- What is required -
This exercise calls for every line of the data below with the string "BreakerState" in it.
START Exercise materials
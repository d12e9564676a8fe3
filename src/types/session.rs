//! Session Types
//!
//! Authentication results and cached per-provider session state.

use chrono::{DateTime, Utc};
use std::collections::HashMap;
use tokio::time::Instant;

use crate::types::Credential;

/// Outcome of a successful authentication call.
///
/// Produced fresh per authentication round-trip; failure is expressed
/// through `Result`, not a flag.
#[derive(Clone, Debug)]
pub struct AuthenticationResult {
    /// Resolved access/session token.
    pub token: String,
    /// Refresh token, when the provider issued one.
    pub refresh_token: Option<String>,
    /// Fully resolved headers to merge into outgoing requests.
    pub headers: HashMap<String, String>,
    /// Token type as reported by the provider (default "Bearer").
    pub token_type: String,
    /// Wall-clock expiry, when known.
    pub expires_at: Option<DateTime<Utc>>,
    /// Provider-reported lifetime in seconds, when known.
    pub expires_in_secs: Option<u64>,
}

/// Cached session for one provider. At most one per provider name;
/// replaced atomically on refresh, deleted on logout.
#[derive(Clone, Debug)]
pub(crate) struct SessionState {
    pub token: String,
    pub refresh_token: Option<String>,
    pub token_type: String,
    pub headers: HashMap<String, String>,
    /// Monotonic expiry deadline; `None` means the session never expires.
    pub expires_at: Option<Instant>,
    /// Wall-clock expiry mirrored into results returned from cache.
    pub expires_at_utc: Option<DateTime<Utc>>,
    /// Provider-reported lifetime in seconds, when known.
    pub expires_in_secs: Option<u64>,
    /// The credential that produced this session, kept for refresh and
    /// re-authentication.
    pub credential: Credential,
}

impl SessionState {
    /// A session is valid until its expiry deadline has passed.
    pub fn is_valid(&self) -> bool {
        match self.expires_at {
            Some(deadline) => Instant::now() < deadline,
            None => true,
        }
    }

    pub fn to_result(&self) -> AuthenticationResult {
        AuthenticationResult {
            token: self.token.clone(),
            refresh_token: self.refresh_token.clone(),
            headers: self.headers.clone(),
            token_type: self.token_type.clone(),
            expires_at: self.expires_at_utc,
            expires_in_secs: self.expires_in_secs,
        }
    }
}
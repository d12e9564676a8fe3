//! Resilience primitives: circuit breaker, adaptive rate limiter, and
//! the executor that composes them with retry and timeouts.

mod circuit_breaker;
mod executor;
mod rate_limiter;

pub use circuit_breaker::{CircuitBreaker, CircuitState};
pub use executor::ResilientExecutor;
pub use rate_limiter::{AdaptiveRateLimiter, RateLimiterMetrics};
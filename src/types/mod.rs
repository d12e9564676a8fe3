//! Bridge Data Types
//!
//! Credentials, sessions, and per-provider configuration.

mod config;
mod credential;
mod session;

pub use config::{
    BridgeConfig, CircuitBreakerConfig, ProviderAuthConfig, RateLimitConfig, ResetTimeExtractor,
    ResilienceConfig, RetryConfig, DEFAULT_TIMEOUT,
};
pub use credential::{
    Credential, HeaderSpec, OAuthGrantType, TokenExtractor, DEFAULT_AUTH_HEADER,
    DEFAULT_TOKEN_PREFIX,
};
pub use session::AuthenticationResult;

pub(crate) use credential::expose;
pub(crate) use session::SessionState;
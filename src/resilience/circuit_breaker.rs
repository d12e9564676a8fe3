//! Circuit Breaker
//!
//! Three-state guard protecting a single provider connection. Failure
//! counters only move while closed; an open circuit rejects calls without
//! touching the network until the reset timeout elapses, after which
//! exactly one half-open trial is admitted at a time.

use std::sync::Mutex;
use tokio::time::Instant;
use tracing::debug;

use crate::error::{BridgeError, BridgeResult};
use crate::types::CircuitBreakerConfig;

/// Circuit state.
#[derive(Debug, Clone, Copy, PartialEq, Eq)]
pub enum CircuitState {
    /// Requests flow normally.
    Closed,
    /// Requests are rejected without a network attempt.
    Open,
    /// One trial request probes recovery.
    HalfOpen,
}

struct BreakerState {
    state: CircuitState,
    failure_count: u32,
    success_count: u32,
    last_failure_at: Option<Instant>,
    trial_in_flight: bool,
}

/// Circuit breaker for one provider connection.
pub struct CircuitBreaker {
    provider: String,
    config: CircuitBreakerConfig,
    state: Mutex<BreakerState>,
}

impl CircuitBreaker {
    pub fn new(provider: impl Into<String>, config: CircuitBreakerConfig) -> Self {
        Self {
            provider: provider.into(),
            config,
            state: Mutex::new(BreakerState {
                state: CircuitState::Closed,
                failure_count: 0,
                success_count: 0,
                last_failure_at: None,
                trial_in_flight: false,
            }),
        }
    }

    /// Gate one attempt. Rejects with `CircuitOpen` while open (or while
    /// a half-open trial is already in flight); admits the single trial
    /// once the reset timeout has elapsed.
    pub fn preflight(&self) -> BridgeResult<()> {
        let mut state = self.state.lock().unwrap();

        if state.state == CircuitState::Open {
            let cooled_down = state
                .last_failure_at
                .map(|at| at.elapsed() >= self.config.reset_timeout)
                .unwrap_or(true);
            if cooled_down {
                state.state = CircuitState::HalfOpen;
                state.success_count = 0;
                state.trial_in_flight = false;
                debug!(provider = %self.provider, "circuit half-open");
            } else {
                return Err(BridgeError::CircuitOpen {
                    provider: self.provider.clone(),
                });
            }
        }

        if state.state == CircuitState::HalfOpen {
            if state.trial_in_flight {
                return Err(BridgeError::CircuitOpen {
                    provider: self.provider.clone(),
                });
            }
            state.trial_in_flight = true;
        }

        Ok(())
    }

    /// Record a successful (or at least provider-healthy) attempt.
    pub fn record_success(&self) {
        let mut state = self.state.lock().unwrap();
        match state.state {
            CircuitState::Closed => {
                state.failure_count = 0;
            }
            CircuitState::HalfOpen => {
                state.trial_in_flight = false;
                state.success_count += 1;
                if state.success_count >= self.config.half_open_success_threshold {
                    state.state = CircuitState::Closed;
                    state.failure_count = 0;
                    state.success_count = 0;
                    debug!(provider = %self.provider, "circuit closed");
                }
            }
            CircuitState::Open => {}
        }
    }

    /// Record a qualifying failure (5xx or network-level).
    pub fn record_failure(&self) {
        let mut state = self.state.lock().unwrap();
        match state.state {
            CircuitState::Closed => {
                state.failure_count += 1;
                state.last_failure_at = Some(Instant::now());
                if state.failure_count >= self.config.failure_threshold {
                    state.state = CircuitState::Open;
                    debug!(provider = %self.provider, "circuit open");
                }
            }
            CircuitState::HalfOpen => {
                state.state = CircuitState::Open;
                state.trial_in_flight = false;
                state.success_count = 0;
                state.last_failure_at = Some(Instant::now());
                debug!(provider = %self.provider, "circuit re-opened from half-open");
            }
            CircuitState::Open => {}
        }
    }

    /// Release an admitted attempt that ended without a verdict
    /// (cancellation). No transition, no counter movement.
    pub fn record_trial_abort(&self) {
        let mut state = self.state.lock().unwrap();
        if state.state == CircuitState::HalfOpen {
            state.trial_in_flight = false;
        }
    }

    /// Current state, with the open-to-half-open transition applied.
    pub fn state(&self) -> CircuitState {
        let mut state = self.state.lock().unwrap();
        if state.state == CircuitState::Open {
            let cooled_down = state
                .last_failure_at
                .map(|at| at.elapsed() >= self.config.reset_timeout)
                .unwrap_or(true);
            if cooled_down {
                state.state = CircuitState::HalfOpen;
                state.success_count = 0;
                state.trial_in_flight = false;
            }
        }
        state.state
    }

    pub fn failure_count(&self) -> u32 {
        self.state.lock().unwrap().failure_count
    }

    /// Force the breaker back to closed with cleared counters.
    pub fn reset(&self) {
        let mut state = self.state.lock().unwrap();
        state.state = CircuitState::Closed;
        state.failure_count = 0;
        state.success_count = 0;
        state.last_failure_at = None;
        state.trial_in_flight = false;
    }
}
END Exercise materials
- Exercise response -
struct BreakerState {
    state: Mutex<BreakerState>,
            state: Mutex::new(BreakerState {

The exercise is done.